I have, in the last couple of months, not eaten very much though I love good food and have always had a good, reasonably healthy diet. I eat very little now with very few proper meals. I just don’t feel like it. I get an uncomfortable feeling of fullness easily. I take 60 mg of codeine once or twice a day for the back and leg pains and abdominal pains. I switched to tramadol recently and found that they take longer to work than codeine but are better and have a longer effect when they do. I stopped them a while back as I figured out that they were the cause of some rather unpleasant side effects. I’ve now started to take them again but, not all of the time. I alternate them a bit with codeine. I have hardly ever had to take painkillers in the past and I don’t like doing it now. I try to take them as little as possible, but they are the only things that work. They have no effect on the skin pain. My back and legs have been checked and are fine structurally; there’s a little bit of small nerve fiber damage but not enough to account for the pain I’m in. These last and other tests have only happened in the last year since I have had to become more insistent about wanting some answers and treatment.

My diabetes specialist put me on gabapentin two weeks ago to try to get rid of the skin pain, though they are not convinced that it is diabetic neuropathy. So far, the pain is still bad. I have practically no life and, in the last year, even less of one. I can’t work and can hardly get to the local shops even once a week. Others have to do all the chores. In the last six months or so I’ve had a couple of very short periods, two to three weeks, where the skin pain has subsided and I’ve had slightly more energy and not felt so generally ill. I cannot account for these. It’s very hard trying to get doctors to do anything when one is so incredibly ill. This is quite an irony to me. I appreciate that they have now done a good range of tests, but I’ve only seen a gastrointestinal doctor so far, although my diabetes specialist has consulted with an endocrinologist. A CT scan showed no “Omas” or other sinister things and a gut hormone test was negative. Some of my blood tests were not quite on the mark as it were, but nothing that anyone seems bothered with. My liver tests are slightly elevated, showing what they think is a fatty liver. This has been put down to diabetes, even though it only showed this after I started to get ill three or more years ago. It irritates me that so many doctors want to dismiss anything and everything as caused by diabetes.

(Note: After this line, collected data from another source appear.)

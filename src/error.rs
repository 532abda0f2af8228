//! Error types for the GAR client.
//!
//! Every public operation returns `Result<_, GarError>`. Transport
//! failures carry the offending status code so callers can distinguish
//! "no matches" from "request failed"; the `*_or_empty` / `*_ok`
//! wrappers on the service types reproduce the legacy collapsed
//! behavior where that contract is still needed.

use std::path::PathBuf;

use thiserror::Error;

/// Main error type for the GAR client.
#[derive(Error, Debug)]
pub enum GarError {
    #[error("configuration error: {0}")]
    Configuration(String),

    #[error("certificate file not found: {0}")]
    CertificateNotFound(PathBuf),

    #[error("report transport not configured (set report certificate and key to use this feature)")]
    ReportTransportNotConfigured,

    #[error("invalid request: {0}")]
    InvalidRequest(String),

    #[error("malformed response: {0}")]
    MalformedResponse(String),

    #[error("subscription {0} not found")]
    SubscriptionNotFound(String),

    #[error("unexpected status code {status} from {url}")]
    TransportStatus { status: u16, url: String },

    #[error("HTTP error: {0}")]
    Http(#[from] reqwest::Error),

    #[error("I/O error: {0}")]
    Io(#[from] std::io::Error),

    #[error("JSON error: {0}")]
    Json(#[from] serde_json::Error),

    #[error("XML error: {0}")]
    Xml(#[from] quick_xml::Error),

    #[error("ZIP archive error: {0}")]
    Zip(#[from] zip::result::ZipError),
}

impl GarError {
    /// Build a `MalformedResponse` from anything displayable.
    pub fn malformed(msg: impl Into<String>) -> Self {
        GarError::MalformedResponse(msg.into())
    }

    /// True when the error is a non-success status code rather than a
    /// local failure.
    pub fn is_transport_status(&self) -> bool {
        matches!(self, GarError::TransportStatus { .. })
    }
}

pub type Result<T> = std::result::Result<T, GarError>;
//! Minimal HTML text escaping for captions and status messages.

/// Escapes the characters that carry meaning in HTML-formatted message text.
pub fn escape_html(text: &str) -> String {
    let mut escaped = String::with_capacity(text.len());
    for ch in text.chars() {
        match ch {
            '&' => escaped.push_str("&amp;"),
            '<' => escaped.push_str("&lt;"),
            '>' => escaped.push_str("&gt;"),
            _ => escaped.push(ch),
        }
    }
    escaped
}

So, has anybody out there got any ideas whatsoever? I have a couple of ideas of my own but would rather not influence people.

Answer:

From: DTeam Staff

One of the shortcomings of this medium is that I have to comment without taking a full history or performing a physical examination. Without these most basic tools, medicine will never go strictly to a computer. Having said that, and knowing that your case is complicated, it would be helpful to say that it is not obvious what the problem is. You are going to have to have a physician that is interested in you, one who is willing to work through your problems. Many questions came up reading your narrative. Do you have Raynaud’s phenomenon? This is associated with vasoconstriction in response to the cold and is present with a variety of collagen vascular diseases. Do you have autonomic neuropathy from diabetes? Do you have nontropical sprue (associated with type 1 diabetes)? Do you have adrenal insufficiency (autoimmune disease involving the adrenal glands that is associated with type 1 diabetes)? Are you having trouble with the narcotics you are taking? These are only a short list of questions.

Each of these problems will have to be systematically looked at and there is no way to know without further investigation.